"Nous enseignons une médecine fondée sur les preuves" : la faculté de médecine de Lille suspend son diplôme d'homéopathie

La faculté de médecine de Lille, le 31 mai 2011.
La faculté de médecine de Lille, le 31 mai 2011. (MAXPPP)

Il s'agit d'une position prise "dans le cadre d'une réflexion scientifique et pédagogique", a indiqué le doyen de la faculté de médecine, Didier Gosset.

La faculté de médecine de Lille a suspendu son diplôme d'homéopathie pour l'année universitaire 2018-2019. Elle l'a annoncé, vendredi 31 août sur Twitter. La raison ? L'université attend la position de la Haute Autorité de santé (HAS) sur cette pratique. Il s'agit d'une position prise "dans le cadre d'une réflexion scientifique et pédagogique", a indiqué à l'AFP le doyen de cette faculté, Didier Gosset.

"Force est de constater que nous enseignons une médecine fondée sur les preuves, on tient à une rigueur scientifique, absolue, et force est de constater qu'en parallèle l'homéopathie n'a pas évolué, que c'est une doctrine qui est restée en marge du mouvement scientifique, que les études sont rares sur l'homéopathie, qu'elles sont peu solides, maintenir notre enseignement serait le cautionner", a affirmé Didier Gosset.
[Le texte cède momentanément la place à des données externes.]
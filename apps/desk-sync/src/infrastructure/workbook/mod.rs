//! In-Process Workbook
//!
//! Sparse cell grid implementing [`WorkbookPort`]. The spreadsheet's macro
//! layer mirrors it through the `/sheets` HTTP routes; the sync loop reads
//! and writes it directly.

use std::collections::HashMap;

use parking_lot::RwLock;

use crate::application::ports::{WorkbookError, WorkbookPort};
use crate::domain::sheet::{CellRange, CellRef, CellValue, Rows, SheetName};

/// Thread-safe sparse grid. Blank cells are not stored.
#[derive(Debug, Default)]
pub struct MemoryWorkbook {
    cells: RwLock<HashMap<SheetName, HashMap<CellRef, CellValue>>>,
}

impl MemoryWorkbook {
    /// Empty workbook.
    #[must_use]
    pub fn new() -> Self {
        Self::default()
    }

    /// Non-blank cells per sheet.
    #[must_use]
    pub fn populated_cells(&self) -> HashMap<SheetName, usize> {
        self.cells
            .read()
            .iter()
            .map(|(sheet, cells)| (*sheet, cells.len()))
            .collect()
    }
}

impl WorkbookPort for MemoryWorkbook {
    fn read_range(&self, sheet: SheetName, range: &CellRange) -> Result<Rows, WorkbookError> {
        let cells = self.cells.read();
        let grid = cells.get(&sheet);
        let start = range.start();
        let end = range.end();

        Ok((start.row..=end.row)
            .map(|row| {
                (start.column..=end.column)
                    .map(|column| {
                        grid.and_then(|g| g.get(&CellRef::new(column, row)))
                            .cloned()
                            .unwrap_or_default()
                    })
                    .collect()
            })
            .collect())
    }

    fn write_range(
        &self,
        sheet: SheetName,
        range: &CellRange,
        values: &[Vec<CellValue>],
    ) -> Result<(), WorkbookError> {
        range.check_fits(values)?;
        let start = range.start();

        let mut cells = self.cells.write();
        let grid = cells.entry(sheet).or_default();
        for (row, value_row) in (start.row..).zip(values) {
            for (column, value) in (start.column..).zip(value_row) {
                let at = CellRef::new(column, row);
                if value.is_blank() {
                    grid.remove(&at);
                } else {
                    grid.insert(at, value.clone());
                }
            }
        }
        Ok(())
    }
}

#[cfg(test)]
mod tests {
    use super::*;

    fn range(reference: &str) -> CellRange {
        CellRange::parse(reference).unwrap()
    }

    #[test]
    fn unwritten_cells_read_blank_with_exact_shape() {
        let workbook = MemoryWorkbook::new();
        let rows = workbook.read_range(SheetName::Input, &range("C5:K7")).unwrap();
        assert_eq!(rows.len(), 3);
        assert!(rows.iter().all(|r| r.len() == 9 && r.iter().all(CellValue::is_blank)));
    }

    #[test]
    fn write_then_read_round_trips_at_anchor() {
        let workbook = MemoryWorkbook::new();
        workbook
            .write_range(
                SheetName::Funds,
                &range("A4:B6"),
                &[vec!["Available Margin".into(), CellValue::Number(100.5)]],
            )
            .unwrap();

        assert_eq!(
            workbook.read_cell(SheetName::Funds, 2, 4).unwrap(),
            CellValue::Number(100.5)
        );
        assert!(workbook.read_cell(SheetName::Funds, 2, 5).unwrap().is_blank());
        // Sheets are independent
        assert!(workbook.read_cell(SheetName::Input, 2, 4).unwrap().is_blank());
    }

    #[test]
    fn blank_writes_clear_cells() {
        let workbook = MemoryWorkbook::new();
        workbook
            .write_cell(SheetName::Input, 1, 5, "NSE:INFY".into())
            .unwrap();
        assert_eq!(workbook.populated_cells().get(&SheetName::Input), Some(&1));

        workbook
            .write_cell(SheetName::Input, 1, 5, CellValue::Text("  ".into()))
            .unwrap();
        assert_eq!(workbook.populated_cells().get(&SheetName::Input), Some(&0));
    }

    #[test]
    fn oversized_writes_are_rejected() {
        let workbook = MemoryWorkbook::new();
        let err = workbook
            .write_range(
                SheetName::Input,
                &range("B5"),
                &[vec![1_i64.into(), 2_i64.into()]],
            )
            .unwrap_err();
        assert!(matches!(err, WorkbookError::Range(_)));
    }
}
//! Tick Feed Port (Driven Port)
//!
//! Subscription control on the streaming connection. Ticks themselves flow
//! into the tick cache, not through this port.

use crate::domain::symbol::InstrumentToken;

/// Tick feed error.
#[derive(Debug, Clone, PartialEq, Eq, thiserror::Error)]
pub enum FeedError {
    /// The streaming connection is not open.
    #[error("ticker not connected")]
    NotConnected,

    /// The streaming task has stopped.
    #[error("ticker command channel closed")]
    ChannelClosed,
}

/// Port for subscription control.
///
/// Calls never block. The desired set is always updated, even when the
/// call reports that the connection is down; it is replayed on reconnect.
pub trait TickFeedPort: Send + Sync {
    /// Whether the streaming connection is currently open.
    fn is_connected(&self) -> bool;

    /// Subscribe tokens in full mode.
    ///
    /// # Errors
    ///
    /// Returns `FeedError` when the command could not be sent now.
    fn subscribe(&self, tokens: &[InstrumentToken]) -> Result<(), FeedError>;

    /// Unsubscribe tokens.
    ///
    /// # Errors
    ///
    /// Returns `FeedError` when the command could not be sent now.
    fn unsubscribe(&self, tokens: &[InstrumentToken]) -> Result<(), FeedError>;
}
Des médecins homéopathes dénoncent "une chasse aux sorcières"

Le Syndicat national des médecins homéopathes français dénonce, lui, "une chasse aux sorcières qui tourne le dos à la pratique d’une médecine intégrative et réconciliée". Le SNMHF (syndicat national des médecins homéopathes français) "regrette cette décision, alors que ce diplôme existe depuis une trentaine d’années", peut-on lire dans ce communiqué.
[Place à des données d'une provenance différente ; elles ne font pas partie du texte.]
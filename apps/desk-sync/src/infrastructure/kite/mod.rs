//! Kite Connect Brokerage Adapter
//!
//! Implementation of `BrokeragePort` for the Kite Connect v3 REST API:
//! - Envelope decoding with typed exceptions
//! - Retry with exponential backoff for reads only
//! - CSV instrument dump parsing

mod adapter;
mod api_types;
mod config;
mod error;
mod http_client;
mod instruments;

pub use adapter::KiteBrokerageAdapter;
pub use config::{KiteConfig, RetryConfig};
pub use error::KiteError;
pub use instruments::parse_instruments;
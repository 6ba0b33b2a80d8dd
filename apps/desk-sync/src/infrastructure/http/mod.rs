//! Local HTTP Server
//!
//! Loopback endpoint for the spreadsheet's macro layer, plus status routes.
//!
//! # Endpoints
//!
//! - `POST /refresh_symbol` - Queue an INPUT row refresh
//! - `GET /sheets/{sheet}/{range}` - Read cells from the workbook grid
//! - `PUT /sheets/{sheet}/{range}` - Write cells into the workbook grid
//! - `GET /health` - JSON status
//! - `GET /metrics` - Prometheus metrics in text format

mod server;

pub use server::{
    DeskServer, HealthResponse, HealthStatus, HttpServerError, HttpState, MAX_BRIDGE_CELLS,
    create_router,
};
Le débat sur l'utilité de l'homéopathie a ressurgi avec vigueur en France, numéro un mondial des préparations homéopathiques, depuis la publication mi-mars dans Le Figaro d'une tribune au vitriol d'une centaine de médecins opposés à cette pratique et réclamant l'arrêt de sa prise en charge partielle par l'assurance-maladie.
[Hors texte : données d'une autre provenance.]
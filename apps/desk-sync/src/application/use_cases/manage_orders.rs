//! Manage Orders Use Case
//!
//! Places orders requested on the INPUT sheet, tracks their status, and
//! applies modify/cancel instructions from the Orders sheet.

use std::collections::HashMap;

use parking_lot::Mutex;

use crate::application::ports::{BrokeragePort, TickFeedPort, WorkbookError, WorkbookPort};
use crate::application::session::DeskSession;
use crate::domain::orders::{
    Amendment, EntryDecision, cancel_error_text, entry_status_for, modified_text,
    modify_error_text, placed_status,
};
use crate::domain::sheet::layout::{FIRST_ROW, data_row, input, orders};
use crate::domain::sheet::{CellRange, CellValue, SheetName, blank_row};
use crate::domain::subscription::RowNumber;
use crate::infrastructure::metrics::{self, OrderAction};

/// Counts from one pass over the INPUT order-entry columns.
#[derive(Debug, Clone, Copy, Default, PartialEq, Eq)]
pub struct EntryReport {
    /// Orders placed.
    pub placed: usize,
    /// Placements that failed or were malformed.
    pub failed: usize,
    /// Tracked orders whose status was refreshed.
    pub tracked: usize,
}

/// Counts from one pass over the Orders instruction columns.
#[derive(Debug, Clone, Copy, Default, PartialEq, Eq)]
pub struct AmendmentReport {
    /// Successful cancellations.
    pub cancelled: usize,
    /// Successful modifications.
    pub modified: usize,
    /// Instructions that were refused or failed.
    pub rejected: usize,
}

/// Use case for order placement, tracking and amendment.
pub struct ManageOrdersUseCase<B, F, W>
where
    B: BrokeragePort,
    F: TickFeedPort,
    W: WorkbookPort,
{
    session: DeskSession<B, F, W>,
    placed: Mutex<HashMap<RowNumber, String>>,
}

impl<B, F, W> ManageOrdersUseCase<B, F, W>
where
    B: BrokeragePort,
    F: TickFeedPort,
    W: WorkbookPort,
{
    /// Create a new `ManageOrdersUseCase`.
    pub fn new(session: DeskSession<B, F, W>) -> Self {
        Self {
            session,
            placed: Mutex::new(HashMap::new()),
        }
    }

    /// Order id placed from `row` during this session.
    pub fn placed_order(&self, row: RowNumber) -> Option<String> {
        self.placed.lock().get(&row).cloned()
    }

    fn write_entry_status(&self, row: RowNumber, status: String) -> Result<(), WorkbookError> {
        self.session
            .workbook()
            .write_cell(SheetName::Input, input::ENTRY_STATUS, row, status.into())
    }

    fn clear_signal(&self, row: RowNumber) -> Result<(), WorkbookError> {
        self.session
            .workbook()
            .write_cell(SheetName::Input, input::ENTRY_SIGNAL, row, CellValue::Empty)
    }

    /// Place signalled INPUT rows and refresh the status of tracked ones.
    ///
    /// # Errors
    ///
    /// Returns `WorkbookError` when the sheet cannot be read or written.
    pub async fn process_entries(&self) -> Result<EntryReport, WorkbookError> {
        let rows = self.session.workbook().read_range(
            SheetName::Input,
            &CellRange::block(input::SYMBOL, input::WIDTH, FIRST_ROW, input::LAST_ROW),
        )?;

        let mut report = EntryReport::default();
        for (index, cells) in rows.iter().enumerate() {
            let row = data_row(index);
            match EntryDecision::from_row(cells) {
                EntryDecision::Place(request) => {
                    match self.session.broker().place_order(&request).await {
                        Ok(order_id) => {
                            tracing::info!(
                                row,
                                order_id = %order_id,
                                exchange = %request.exchange,
                                symbol = %request.tradingsymbol,
                                side = request.transaction_type.as_str(),
                                quantity = request.quantity,
                                "Order placed"
                            );
                            metrics::record_order(OrderAction::Place, true);
                            self.write_entry_status(row, placed_status(&order_id))?;
                            self.placed.lock().insert(row, order_id);
                            report.placed += 1;
                        }
                        Err(e) => {
                            tracing::warn!(row, error = %e, "Order placement failed");
                            metrics::record_order(OrderAction::Place, false);
                            self.write_entry_status(row, format!("ERROR: {e}"))?;
                            report.failed += 1;
                        }
                    }
                    self.clear_signal(row)?;
                }
                EntryDecision::Invalid(message) => {
                    tracing::warn!(row, reason = %message, "Order entry rejected");
                    self.write_entry_status(row, format!("ERROR: {message}"))?;
                    self.clear_signal(row)?;
                    report.failed += 1;
                }
                EntryDecision::Track { order_id } => {
                    let Some(order_id) = self.placed_order(row).or(order_id) else {
                        continue;
                    };
                    if self.track(row, &order_id).await? {
                        report.tracked += 1;
                    }
                }
                EntryDecision::Idle => {}
            }
        }
        Ok(report)
    }

    async fn track(&self, row: RowNumber, order_id: &str) -> Result<bool, WorkbookError> {
        match self.session.broker().order_history(order_id).await {
            Ok(history) => {
                let Some(latest) = history.last() else {
                    return Ok(false);
                };
                let status = entry_status_for(&latest.status, latest.filled_quantity);
                self.write_entry_status(row, status)?;
                Ok(true)
            }
            Err(e) if e.is_transient() => {
                metrics::record_brokerage_error("order_history");
                tracing::debug!(row, order_id, error = %e, "Order history unavailable");
                Ok(false)
            }
            Err(e) => {
                metrics::record_brokerage_error("order_history");
                self.write_entry_status(row, format!("ERROR: {e}"))?;
                Ok(false)
            }
        }
    }

    /// Apply modify and cancel instructions from the Orders sheet.
    ///
    /// # Errors
    ///
    /// Returns `WorkbookError` when the sheet cannot be read or written.
    pub async fn process_amendments(&self) -> Result<AmendmentReport, WorkbookError> {
        let workbook = self.session.workbook();
        let rows = workbook.read_range(
            SheetName::Orders,
            &CellRange::block(
                orders::ORDER_ID,
                orders::INSTRUCTION_WIDTH,
                FIRST_ROW,
                FIRST_ROW + orders::ROWS - 1,
            ),
        )?;

        let mut report = AmendmentReport::default();
        for (index, cells) in rows.iter().enumerate() {
            let row = data_row(index);
            let Some(amendment) = Amendment::from_row(cells) else {
                continue;
            };

            let (column, text) = match amendment {
                Amendment::Cancel(request) => {
                    match self.session.broker().cancel_order(&request).await {
                        Ok(_) => {
                            tracing::info!(row, order_id = %request.order_id, "Order cancelled");
                            metrics::record_order(OrderAction::Cancel, true);
                            report.cancelled += 1;
                            (orders::CANCEL_FLAG, "Cancelled".to_string())
                        }
                        Err(e) => {
                            tracing::warn!(row, order_id = %request.order_id, error = %e, "Cancel failed");
                            metrics::record_order(OrderAction::Cancel, false);
                            report.rejected += 1;
                            (orders::CANCEL_FLAG, cancel_error_text(&e.to_string()))
                        }
                    }
                }
                Amendment::Modify(request) => {
                    match self.session.broker().modify_order(&request).await {
                        Ok(order_id) => {
                            tracing::info!(row, order_id = %order_id, "Order modified");
                            metrics::record_order(OrderAction::Modify, true);
                            workbook.write_range(
                                SheetName::Orders,
                                &CellRange::row_span(
                                    row,
                                    orders::NEW_PRICE,
                                    orders::NEW_DISCLOSED_QTY,
                                ),
                                &[blank_row(
                                    (orders::NEW_DISCLOSED_QTY - orders::NEW_PRICE + 1) as usize,
                                )],
                            )?;
                            report.modified += 1;
                            (orders::MODIFY_FLAG, modified_text(&order_id))
                        }
                        Err(e) => {
                            tracing::warn!(row, order_id = %request.order_id, error = %e, "Modify failed");
                            metrics::record_order(OrderAction::Modify, false);
                            report.rejected += 1;
                            (orders::MODIFY_FLAG, modify_error_text(&e.to_string()))
                        }
                    }
                }
                Amendment::InvalidModify(message) => {
                    report.rejected += 1;
                    (orders::MODIFY_FLAG, modify_error_text(&message))
                }
                Amendment::NotCancellable => {
                    report.rejected += 1;
                    (orders::CANCEL_FLAG, "Not Cancellable".to_string())
                }
                Amendment::NotModifiable => {
                    report.rejected += 1;
                    (orders::MODIFY_FLAG, "Not Modifiable".to_string())
                }
            };
            workbook.write_cell(SheetName::Orders, column, row, text.into())?;
        }
        Ok(report)
    }
}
Une tribune a relancé les débats sur l'homéopathie

Cette tribune attaquait les "médecines alternatives", dont l'homéopathie, pratiquées selon les signataires "par des charlatans en tout genre qui recherchent la caution morale du titre de médecin pour faire la promotion de fausses thérapies à l'efficacité illusoire".

Des médecins favorables à l'homéopathie ont répliqué en portant plainte devant le Conseil de l'ordre des médecins contre les signataires. Le ministère de la Santé a saisi la Haute Autorité de santé pour évaluer l'efficacité de l'homéopathie et le bien-fondé de son remboursement et attend son avis d'ici à la fin février.